__AIM OF THE TASK__
Of all the lines in the entries below, give again exactly those starting at the line containing "pub struct KubeApi" and ending at the line containing "a url prefix", both ends included, and no others.

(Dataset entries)
|---|
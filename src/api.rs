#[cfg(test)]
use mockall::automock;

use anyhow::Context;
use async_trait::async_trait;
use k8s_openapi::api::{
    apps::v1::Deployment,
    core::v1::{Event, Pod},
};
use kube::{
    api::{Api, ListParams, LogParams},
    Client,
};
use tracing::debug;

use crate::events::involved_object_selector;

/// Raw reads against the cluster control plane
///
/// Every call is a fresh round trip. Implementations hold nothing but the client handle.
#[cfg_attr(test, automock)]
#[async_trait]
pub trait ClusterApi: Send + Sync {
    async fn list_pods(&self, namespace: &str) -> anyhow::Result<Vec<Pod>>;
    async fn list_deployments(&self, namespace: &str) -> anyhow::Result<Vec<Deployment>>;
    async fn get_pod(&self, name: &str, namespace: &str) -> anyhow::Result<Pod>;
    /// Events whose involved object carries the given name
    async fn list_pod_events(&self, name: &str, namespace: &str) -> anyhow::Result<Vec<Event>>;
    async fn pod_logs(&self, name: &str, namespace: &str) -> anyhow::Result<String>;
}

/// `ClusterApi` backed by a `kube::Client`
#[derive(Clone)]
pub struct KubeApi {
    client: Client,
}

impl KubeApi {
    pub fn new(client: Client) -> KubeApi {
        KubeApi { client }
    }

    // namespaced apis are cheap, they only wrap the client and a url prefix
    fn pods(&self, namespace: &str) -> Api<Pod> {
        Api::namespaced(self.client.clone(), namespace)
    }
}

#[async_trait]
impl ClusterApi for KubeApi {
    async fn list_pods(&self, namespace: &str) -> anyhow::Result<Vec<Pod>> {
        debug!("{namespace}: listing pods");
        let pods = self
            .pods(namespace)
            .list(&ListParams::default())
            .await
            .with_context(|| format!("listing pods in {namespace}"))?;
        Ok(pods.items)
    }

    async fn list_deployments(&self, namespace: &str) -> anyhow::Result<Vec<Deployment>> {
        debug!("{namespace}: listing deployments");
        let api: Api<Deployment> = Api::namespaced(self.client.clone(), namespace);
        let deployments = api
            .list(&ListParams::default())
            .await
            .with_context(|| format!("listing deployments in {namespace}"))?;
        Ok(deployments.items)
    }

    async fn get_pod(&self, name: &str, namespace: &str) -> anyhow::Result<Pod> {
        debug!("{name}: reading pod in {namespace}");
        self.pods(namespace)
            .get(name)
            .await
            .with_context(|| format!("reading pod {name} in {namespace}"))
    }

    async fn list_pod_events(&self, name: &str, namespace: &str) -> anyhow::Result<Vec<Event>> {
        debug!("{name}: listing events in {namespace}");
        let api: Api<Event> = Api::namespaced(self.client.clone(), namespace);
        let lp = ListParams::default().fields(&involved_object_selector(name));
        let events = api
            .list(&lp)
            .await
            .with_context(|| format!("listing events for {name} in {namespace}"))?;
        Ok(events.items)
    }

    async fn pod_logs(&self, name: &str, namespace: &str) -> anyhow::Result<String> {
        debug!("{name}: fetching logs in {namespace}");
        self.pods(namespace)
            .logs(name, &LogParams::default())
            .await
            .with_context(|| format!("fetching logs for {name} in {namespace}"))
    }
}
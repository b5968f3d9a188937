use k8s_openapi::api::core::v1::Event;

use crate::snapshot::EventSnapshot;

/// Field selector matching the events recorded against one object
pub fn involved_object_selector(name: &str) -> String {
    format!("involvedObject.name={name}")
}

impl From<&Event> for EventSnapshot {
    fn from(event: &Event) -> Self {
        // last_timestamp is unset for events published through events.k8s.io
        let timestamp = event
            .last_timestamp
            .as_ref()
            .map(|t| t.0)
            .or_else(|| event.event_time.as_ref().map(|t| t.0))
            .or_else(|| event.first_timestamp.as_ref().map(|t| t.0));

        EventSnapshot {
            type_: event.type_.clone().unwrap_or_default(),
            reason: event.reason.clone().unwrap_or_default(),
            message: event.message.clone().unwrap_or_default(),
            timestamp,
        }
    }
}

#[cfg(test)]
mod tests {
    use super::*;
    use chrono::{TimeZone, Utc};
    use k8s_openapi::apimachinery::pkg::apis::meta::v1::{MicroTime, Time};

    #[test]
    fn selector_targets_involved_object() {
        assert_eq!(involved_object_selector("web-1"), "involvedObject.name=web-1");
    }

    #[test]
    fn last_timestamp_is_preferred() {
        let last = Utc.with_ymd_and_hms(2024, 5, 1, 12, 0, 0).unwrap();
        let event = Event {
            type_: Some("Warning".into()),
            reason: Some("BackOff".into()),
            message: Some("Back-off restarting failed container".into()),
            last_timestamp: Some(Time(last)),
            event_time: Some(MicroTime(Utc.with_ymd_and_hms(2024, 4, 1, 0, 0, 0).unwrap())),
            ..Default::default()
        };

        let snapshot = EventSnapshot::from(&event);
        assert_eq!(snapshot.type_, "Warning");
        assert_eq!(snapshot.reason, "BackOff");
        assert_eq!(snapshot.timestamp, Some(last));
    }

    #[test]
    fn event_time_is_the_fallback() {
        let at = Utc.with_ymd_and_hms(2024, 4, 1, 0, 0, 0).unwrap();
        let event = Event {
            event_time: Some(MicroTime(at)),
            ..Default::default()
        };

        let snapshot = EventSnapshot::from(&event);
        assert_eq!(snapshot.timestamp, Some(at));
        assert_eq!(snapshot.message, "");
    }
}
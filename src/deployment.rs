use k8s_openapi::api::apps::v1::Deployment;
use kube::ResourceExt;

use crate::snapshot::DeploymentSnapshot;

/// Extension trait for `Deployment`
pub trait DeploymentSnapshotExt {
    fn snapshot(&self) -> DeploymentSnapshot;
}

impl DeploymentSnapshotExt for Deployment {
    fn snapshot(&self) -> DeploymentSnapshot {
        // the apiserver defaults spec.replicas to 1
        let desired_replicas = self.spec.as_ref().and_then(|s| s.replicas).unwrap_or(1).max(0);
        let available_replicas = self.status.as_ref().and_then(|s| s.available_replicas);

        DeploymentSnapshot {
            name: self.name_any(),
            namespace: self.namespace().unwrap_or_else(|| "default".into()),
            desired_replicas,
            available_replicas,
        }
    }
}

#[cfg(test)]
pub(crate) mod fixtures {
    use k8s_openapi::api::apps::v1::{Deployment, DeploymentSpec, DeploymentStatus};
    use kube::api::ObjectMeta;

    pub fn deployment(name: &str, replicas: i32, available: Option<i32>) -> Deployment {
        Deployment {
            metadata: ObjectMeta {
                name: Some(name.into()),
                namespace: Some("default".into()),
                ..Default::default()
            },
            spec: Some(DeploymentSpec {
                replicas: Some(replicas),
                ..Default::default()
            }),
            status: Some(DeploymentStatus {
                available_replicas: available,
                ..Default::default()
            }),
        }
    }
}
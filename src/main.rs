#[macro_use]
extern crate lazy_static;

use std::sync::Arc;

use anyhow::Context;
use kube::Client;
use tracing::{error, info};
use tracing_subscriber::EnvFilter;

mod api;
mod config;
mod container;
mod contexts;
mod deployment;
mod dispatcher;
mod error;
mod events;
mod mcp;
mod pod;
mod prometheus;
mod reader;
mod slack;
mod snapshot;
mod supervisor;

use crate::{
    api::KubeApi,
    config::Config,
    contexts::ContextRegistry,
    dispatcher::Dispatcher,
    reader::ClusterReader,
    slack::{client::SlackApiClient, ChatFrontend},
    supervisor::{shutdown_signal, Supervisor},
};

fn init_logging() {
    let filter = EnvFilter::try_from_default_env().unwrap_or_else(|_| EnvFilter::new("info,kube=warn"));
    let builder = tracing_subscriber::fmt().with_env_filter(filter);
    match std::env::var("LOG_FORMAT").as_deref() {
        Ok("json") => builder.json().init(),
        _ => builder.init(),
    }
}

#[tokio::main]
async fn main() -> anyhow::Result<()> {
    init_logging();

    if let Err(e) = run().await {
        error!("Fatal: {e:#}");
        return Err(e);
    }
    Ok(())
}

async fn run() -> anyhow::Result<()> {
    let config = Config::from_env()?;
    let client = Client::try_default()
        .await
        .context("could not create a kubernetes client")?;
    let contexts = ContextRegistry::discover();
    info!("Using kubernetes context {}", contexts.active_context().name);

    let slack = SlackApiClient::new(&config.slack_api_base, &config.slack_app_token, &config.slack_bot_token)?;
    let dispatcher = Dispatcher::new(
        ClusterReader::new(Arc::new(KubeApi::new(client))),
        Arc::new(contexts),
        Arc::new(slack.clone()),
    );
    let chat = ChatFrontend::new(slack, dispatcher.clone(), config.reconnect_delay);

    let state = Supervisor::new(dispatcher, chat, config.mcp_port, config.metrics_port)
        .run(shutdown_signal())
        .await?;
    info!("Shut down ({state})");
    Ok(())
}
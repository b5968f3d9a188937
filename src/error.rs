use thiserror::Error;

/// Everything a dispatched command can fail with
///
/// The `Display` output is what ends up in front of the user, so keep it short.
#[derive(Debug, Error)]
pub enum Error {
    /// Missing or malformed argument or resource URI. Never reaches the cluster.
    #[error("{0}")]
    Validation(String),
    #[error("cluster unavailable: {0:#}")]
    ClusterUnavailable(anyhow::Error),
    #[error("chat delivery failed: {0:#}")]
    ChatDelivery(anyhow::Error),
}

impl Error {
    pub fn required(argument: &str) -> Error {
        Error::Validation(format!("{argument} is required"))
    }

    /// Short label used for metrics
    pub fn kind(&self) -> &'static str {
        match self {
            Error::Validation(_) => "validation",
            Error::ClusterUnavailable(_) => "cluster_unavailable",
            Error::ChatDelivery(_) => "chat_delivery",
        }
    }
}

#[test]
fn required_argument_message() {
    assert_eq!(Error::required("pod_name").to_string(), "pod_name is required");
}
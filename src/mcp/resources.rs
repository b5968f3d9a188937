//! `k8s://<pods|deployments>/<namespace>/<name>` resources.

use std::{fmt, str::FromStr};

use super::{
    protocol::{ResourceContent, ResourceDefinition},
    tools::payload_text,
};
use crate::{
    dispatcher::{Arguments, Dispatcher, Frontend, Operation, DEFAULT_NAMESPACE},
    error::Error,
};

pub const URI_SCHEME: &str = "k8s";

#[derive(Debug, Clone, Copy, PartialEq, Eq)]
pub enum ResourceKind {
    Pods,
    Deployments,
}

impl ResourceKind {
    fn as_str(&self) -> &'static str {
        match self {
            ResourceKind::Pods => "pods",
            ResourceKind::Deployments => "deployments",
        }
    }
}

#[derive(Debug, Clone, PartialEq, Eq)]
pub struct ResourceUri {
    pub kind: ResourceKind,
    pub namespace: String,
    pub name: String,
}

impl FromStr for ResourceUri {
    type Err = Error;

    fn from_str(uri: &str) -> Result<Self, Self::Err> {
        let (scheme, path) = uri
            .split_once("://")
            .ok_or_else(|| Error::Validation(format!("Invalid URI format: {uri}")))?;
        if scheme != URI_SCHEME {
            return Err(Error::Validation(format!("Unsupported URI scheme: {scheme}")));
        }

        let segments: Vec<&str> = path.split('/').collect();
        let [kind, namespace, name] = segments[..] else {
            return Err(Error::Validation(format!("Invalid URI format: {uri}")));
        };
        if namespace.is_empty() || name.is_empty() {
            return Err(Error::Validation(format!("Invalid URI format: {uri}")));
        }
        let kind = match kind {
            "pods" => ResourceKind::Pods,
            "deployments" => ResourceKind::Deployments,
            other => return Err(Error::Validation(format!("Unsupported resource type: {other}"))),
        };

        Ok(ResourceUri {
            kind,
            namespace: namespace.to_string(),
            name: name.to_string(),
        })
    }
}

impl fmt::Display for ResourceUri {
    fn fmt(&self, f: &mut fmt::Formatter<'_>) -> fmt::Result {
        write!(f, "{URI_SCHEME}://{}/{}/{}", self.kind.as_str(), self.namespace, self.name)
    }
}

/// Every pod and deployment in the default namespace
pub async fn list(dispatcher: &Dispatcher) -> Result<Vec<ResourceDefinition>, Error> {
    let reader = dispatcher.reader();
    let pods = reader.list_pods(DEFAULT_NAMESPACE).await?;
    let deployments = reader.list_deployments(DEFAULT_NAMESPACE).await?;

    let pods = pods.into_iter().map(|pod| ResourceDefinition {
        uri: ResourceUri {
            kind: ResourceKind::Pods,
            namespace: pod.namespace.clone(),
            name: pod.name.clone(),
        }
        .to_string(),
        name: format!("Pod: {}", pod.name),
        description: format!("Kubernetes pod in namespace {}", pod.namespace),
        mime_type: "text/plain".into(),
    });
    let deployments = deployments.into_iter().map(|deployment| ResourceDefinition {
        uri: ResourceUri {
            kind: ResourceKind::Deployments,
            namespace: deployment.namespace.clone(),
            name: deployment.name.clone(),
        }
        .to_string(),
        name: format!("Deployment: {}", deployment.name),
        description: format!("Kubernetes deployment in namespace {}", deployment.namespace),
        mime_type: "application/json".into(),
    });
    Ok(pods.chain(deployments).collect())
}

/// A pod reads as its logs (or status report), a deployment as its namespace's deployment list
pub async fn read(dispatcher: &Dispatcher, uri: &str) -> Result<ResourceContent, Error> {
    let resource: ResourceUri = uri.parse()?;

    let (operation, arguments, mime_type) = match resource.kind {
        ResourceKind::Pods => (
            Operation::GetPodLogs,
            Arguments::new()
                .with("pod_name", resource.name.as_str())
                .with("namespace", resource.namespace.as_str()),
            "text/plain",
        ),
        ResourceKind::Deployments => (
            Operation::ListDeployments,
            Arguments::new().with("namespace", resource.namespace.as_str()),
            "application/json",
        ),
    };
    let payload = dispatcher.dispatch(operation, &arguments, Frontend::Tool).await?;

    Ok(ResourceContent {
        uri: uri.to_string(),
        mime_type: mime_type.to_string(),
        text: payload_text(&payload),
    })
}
|---|
__EXERCISE SOLUTION__
pub struct KubeApi {
    client: Client,
}

impl KubeApi {
    pub fn new(client: Client) -> KubeApi {
        KubeApi { client }
    }

    // namespaced apis are cheap, they only wrap the client and a url prefix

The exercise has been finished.